“Aku dipanggil pimpinan, Pak Wi?”. Celetuk Kepala Perwakilan Kantor di Jakarta. Tiba-tiba, ditengah jadwal belanja perlengkapan Kantor dan makan siang.
“Wes, bungkus. Kita langsung balik. Nanti Pak Sopir minta ambil makannya”. Saran saya. Panggilan pimpinan kudu diutamakan.
“Nggak jadi Pak, Beliau cuma minta agenda dan kalender” Pungkasnya.
Kalender, daftar hari dan bulan dalam setahun. Dimulai dari 1 Januari diakhiri 31 Desember. Kalender Masehi. Atau dimulainya Muharram, diakhiri Zulhijah. Kalender Hijriah.

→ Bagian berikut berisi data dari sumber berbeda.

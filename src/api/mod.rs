//! API handlers for Shelfkeeper REST endpoints

pub mod books;
pub mod health;
pub mod members;
pub mod openapi;
pub mod transactions;

use axum::{
    routing::{get, post},
    Router,
};
use tower_http::{
    cors::{Any, CorsLayer},
    trace::TraceLayer,
};

use crate::AppState;

/// Create the application router with all routes
pub fn create_router(state: AppState) -> Router {
    let cors = CorsLayer::new()
        .allow_origin(Any)
        .allow_methods(Any)
        .allow_headers(Any);

    let api_v1 = Router::new()
        // Health check
        .route("/health", get(health::health_check))
        .route("/ready", get(health::readiness_check))
        // Books
        .route("/books", get(books::list_books).post(books::create_book))
        .route("/books/search", get(books::search_books))
        .route("/books/import", post(books::import_books))
        .route(
            "/books/:id",
            get(books::get_book).put(books::update_book).delete(books::delete_book),
        )
        // Members
        .route("/members", get(members::list_members).post(members::create_member))
        .route(
            "/members/:id",
            get(members::get_member)
                .put(members::update_member)
                .delete(members::delete_member),
        )
        // Transactions
        .route(
            "/transactions",
            get(transactions::list_transactions).post(transactions::issue_book),
        )
        .route("/transactions/:id", get(transactions::get_transaction))
        .route(
            "/transactions/:id/return",
            get(transactions::quote_return).post(transactions::return_book),
        )
        .with_state(state);

    Router::new()
        .nest("/api/v1", api_v1)
        .merge(openapi::create_openapi_router())
        .layer(TraceLayer::new_for_http())
        .layer(cors)
}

Kalender tidak bisa lepas dari kegiatannya perkantoran. Kegiatan Administrasi dan tentu saja ibadah. Tergantung jenis kalender yang digunakan.
Permintaan pimpinan soal agenda dan kalender itu tidak salah. Apalagi diakhir tahun begini.
Agenda dan kalender adalah buah tangan dengan manfaat setahun. Kalender juga merupakan pengeluaran konsumtif dengan manfaat yang cukup lama. Dua belas bulan, 365 hari.
Kalender — dan agenda– juga merupakan media promosi yang akan selalu dilihat. Sepanjang tahun. Selama sasaran tepat, dan waktu tidak terlambat.
Sayangnya, beberapa pihak terkesan meremehkan hal ini. Kalender diorder terlambat, pembagian lebih telat. Diterima personel yang bertemu pelanggan sudah lewat.
Sampai-sampai malu hendak memberikannya. Sudah terlampau besar diskon kalendernya. Atau sedih mendengar jawaban pelanggan: “haiyaaa..kalender sudah banyak“.
Perusahaan pendiskon kalender, kalah dengan toko kelontong yang sudah sejak Oktober menjajakan kalender. Sampai kapan kalender itu akan didiskon? Kalender harusnya menjadi panduan memberikan diskon (baca: promosi ) kepada pelanggan: seasonal marketing. Bukan, diberikan pelanggan sudah terdiskon 2 atau 4 bulan.